An anti-Iranian hacking group with possible ties to Israel announced an attack on one of Iran's largest cryptocurrency exchanges on Wednesday, destroying nearly $90 million and threatening to expose the platform's source code.

A group known as Gonjeshke Darande, or “Predatory Sparrow,” claimed the attack, making it the group's second operation in two days. On Tuesday the group claimed to have destroyed data at Iran’s state-owned Bank Sepah amid the increasing hostilities and missile attacks between Israel and Iran.

Wednesday’s attack targeted Nobitex, one of Iran’s largest cryptocurrency exchanges. The platform allegedly helps the Iranian government avoid sanctions and finance illicit operations around the world, the hackers claimed in a message posted to its social media channels early Wednesday.

Nobitex’s website was unavailable Wednesday. Messages sent to the company’s support channel on Telegram were not returned. Gonjeshke Darande did not respond to requests for comment. Nobitex said in a post on X that it had pulled its website and app offline as it reviewed “unauthorized access” to its systems.

Gonjeshke Darande is an established hacking group with a history of sophisticated cyberattacks targeting Iran. A 2021 operation claimed by the group caused widespread gas station outages, while a 2022 attack targeting an Iranian steel mill caused a large fire and tangible, offline damage.

Israel has never formally acknowledged that it is behind the group, although Israeli media has widely reported Gonjeshke Darande as “Israel-linked.”

Wednesday's attack started in the early hours of the morning when funds were moved to hacker-controlled wallets denouncing the Islamic Revolutionary Guard Corps (IRGC), according to blockchain analysis firm TRM Labs, which pegged the total theft at about $90 million across multiple types of cryptocurrencies. The way the hacker-controlled wallets were created suggests the hackers would not be able to access the stolen money, meaning that the hackers “effectively burned the funds in order to send Nobitex a political message,” blockchain analysis firm Elliptic said in a blog post. Elliptic’s post shared evidence that Nobitex had sent and received funds to cryptocurrency wallets controlled by groups hostile to Israel, including Palestinian Islamic Jihad, Hamas and Yemen's Houthis.

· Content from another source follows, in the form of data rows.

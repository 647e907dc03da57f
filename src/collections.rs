//! Hash maps and sets with randomized, DoS-resistant hashing.
//!
//! The address manager's whole purpose is to resist adversaries that control
//! many addresses, so even its auxiliary indexes use a keyed hasher seeded
//! from the injected random source rather than a predictable one.
use bitcoin_hashes::siphash24;
use std::hash::{BuildHasher, Hasher as _};

/// A `HashMap` keyed with a random `siphash24` state.
pub type HashMap<K, V> = std::collections::HashMap<K, V, RandomState>;

/// A `HashSet` keyed with a random `siphash24` state.
pub type HashSet<K> = std::collections::HashSet<K, RandomState>;

/// Hasher using `siphash24`.
#[derive(Default)]
pub struct Hasher {
    data: Vec<u8>,
    key1: u64,
    key2: u64,
}

impl std::hash::Hasher for Hasher {
    fn write(&mut self, bytes: &[u8]) {
        self.data.extend_from_slice(bytes)
    }

    fn finish(&self) -> u64 {
        siphash24::Hash::hash_with_keys(self.key1, self.key2, &self.data).as_u64()
    }
}

/// Random hasher state.
#[derive(Default, Clone)]
pub struct RandomState {
    key1: u64,
    key2: u64,
}

impl BuildHasher for RandomState {
    type Hasher = Hasher;

    fn build_hasher(&self) -> Self::Hasher {
        Hasher {
            data: Vec::new(),
            key1: self.key1,
            key2: self.key2,
        }
    }
}

impl From<&fastrand::Rng> for RandomState {
    fn from(rng: &fastrand::Rng) -> Self {
        Self {
            key1: rng.u64(..),
            key2: rng.u64(..),
        }
    }
}

#[cfg(test)]
mod tests {
    use super::*;

    #[test]
    fn test_hasher_is_keyed() {
        let rng = fastrand::Rng::with_seed(42);
        let a = RandomState::from(&rng);
        let b = RandomState::from(&rng);

        let mut ha = a.build_hasher();
        let mut hb = b.build_hasher();
        ha.write(b"peer");
        hb.write(b"peer");

        // Different key material yields different hashes.
        assert_ne!(ha.finish(), hb.finish());
    }
}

Senators Elizabeth Warren and Angus King had raised concerns about Nobitex's role in enabling Iranian sanctions evasion in a May 2024 letter to top Biden administration officials, citing Reuters' reporting from 2022. Andrew Fierman, head of national security intelligence with Chainalysis, confirmed in an email to Reuters that the value of the attack was roughly $90 million and that it was likely geopolitically motivated, given that the money was burned.

Chainalysis has “previously seen IRGC-affiliated ransomware actors leveraging Nobitex to cash out proceeds, and other IRGC proxy groups leveraging the platform,” Fierman said.